Lastly, labels are removed from the test set that was held out, to help test the robustness of the model a bit later on.
```{r train, warning=FALSE, message=FALSE}
library(doParallel)
seeds <- vector(mode = "list", length = 11)
# CV models
for(k in 1:10)
seeds[[k]] <- sample.int(1000, 1)
# Final model
seeds[[11]] <- sample.int(1000, 1)
# Control params
lm.control <- trainControl(method = "cv", seeds = seeds, number = 10)
cl <- makeCluster(detectCores())
registerDoParallel(cl)
# Train!
beer.lm <- train(abv ~ .,
method = "lm",
data = pp.beer.data,
trControl = lm.control)
stopCluster(cl)
```
Now we set the seeds and control parameters. In an effort to get the best model, we'll do 10-fold cross-validation. To speed up the CV we'll parallelize the process.
### Training results
Checking against all the parameters we specified in the beer training data, let's see how we did:
```{r model1}
beer.lm$results
```
Not ideal, but could be worse I guess. A little over 58% of the variance is explained by this model.

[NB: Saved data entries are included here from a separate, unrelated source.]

//! In-process implementations of the runtime traits, for tests and for
//! embedding the timer without a database.

use std::collections::BTreeMap;

use super::traits::{AlarmScheduler, Presenter, RecordStore};
use crate::alarm::{Alarm, AlarmName};
use crate::badge::Badge;
use crate::error::{CoreError, DatabaseError, Result};
use crate::timer::{Notification, TimerRecord};

#[derive(Debug, Default)]
pub struct MemoryStore {
    record: Option<TimerRecord>,
    /// When set, every `save` fails as a locked database would.
    pub fail_writes: bool,
}

impl MemoryStore {
    pub fn new() -> Self {
        Self::default()
    }

    pub fn with_record(record: TimerRecord) -> Self {
        Self {
            record: Some(record),
            fail_writes: false,
        }
    }

    pub fn record(&self) -> Option<&TimerRecord> {
        self.record.as_ref()
    }
}

impl RecordStore for MemoryStore {
    fn load(&self) -> Result<Option<TimerRecord>> {
        Ok(self.record.clone())
    }

    fn save(&mut self, record: &TimerRecord) -> Result<()> {
        if self.fail_writes {
            return Err(CoreError::Database(DatabaseError::Locked));
        }
        self.record = Some(record.clone());
        Ok(())
    }
}

#[derive(Debug, Default)]
pub struct MemoryAlarms {
    alarms: BTreeMap<AlarmName, u64>,
}

impl MemoryAlarms {
    pub fn new() -> Self {
        Self::default()
    }

    pub fn scheduled_at(&self, name: AlarmName) -> Option<u64> {
        self.alarms.get(&name).copied()
    }
}

impl AlarmScheduler for MemoryAlarms {
    fn schedule(&mut self, name: AlarmName, at_ms: u64) -> Result<()> {
        self.alarms.insert(name, at_ms);
        Ok(())
    }

    fn cancel(&mut self, name: AlarmName) -> Result<()> {
        self.alarms.remove(&name);
        Ok(())
    }

    fn cancel_all(&mut self) -> Result<()> {
        self.alarms.clear();
        Ok(())
    }

    fn get(&self, name: AlarmName) -> Result<Option<Alarm>> {
        Ok(self.scheduled_at(name).map(|scheduled_at_ms| Alarm {
            name,
            scheduled_at_ms,
        }))
    }

    fn pending(&self) -> Result<Vec<Alarm>> {
        let mut alarms: Vec<Alarm> = self
            .alarms
            .iter()
            .map(|(&name, &scheduled_at_ms)| Alarm {
                name,
                scheduled_at_ms,
            })
            .collect();
        alarms.sort_by_key(|a| (a.scheduled_at_ms, a.name));
        Ok(alarms)
    }
}

/// Keeps everything it is asked to show.
#[derive(Debug)]
pub struct RecordingPresenter {
    pub notifications: Vec<Notification>,
    pub badge: Badge,
    pub badge_updates: usize,
}

impl Default for RecordingPresenter {
    fn default() -> Self {
        Self {
            notifications: Vec::new(),
            badge: Badge::empty(),
            badge_updates: 0,
        }
    }
}

impl RecordingPresenter {
    pub fn new() -> Self {
        Self::default()
    }
}

impl Presenter for RecordingPresenter {
    fn notify(&mut self, notification: &Notification) -> Result<()> {
        self.notifications.push(notification.clone());
        Ok(())
    }

    fn set_badge(&mut self, badge: &Badge) -> Result<()> {
        self.badge = badge.clone();
        self.badge_updates += 1;
        Ok(())
    }
}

Let's look to the variable importance for this model given back by _caret_ to see what figured most into our model.
```{r variable_import1}
varImp(beer.lm)
```
Clearly, IBU has considerable predictive value for assessing the alcohol level of a beer. Style is also a prominent predictor, unsurprisingly. In another, not-at-all twist, some of America's biggest craft beer-producing states carried some pretty heavy predictive weight.
### Test Results
The moment of truth has come. Let's test out the results against the test set held out, just to see what kind of results we really get. If we at least get something approaching the R-squared value, that would be in keeping with the cross-validation check.
```{r test}
predictions <- predict(beer.lm, newdata = beer.test.nolabel)
postResample(predictions, beer.test$abv)
```
We predict the results and then use _caret_'s RMSE and R^2^ functions to evaluate the test results. The RMSE comes out lower than in the cross-validation results and we get an improved R^2^ result, where nearly 62% of the variance is covered.
Surely there are considerable improvements that could be made to this model. For a quick stab at it though, I'm not terribly displeased, especially seeing that testing on unseen data actually yielded a better result than what the CV results predicted.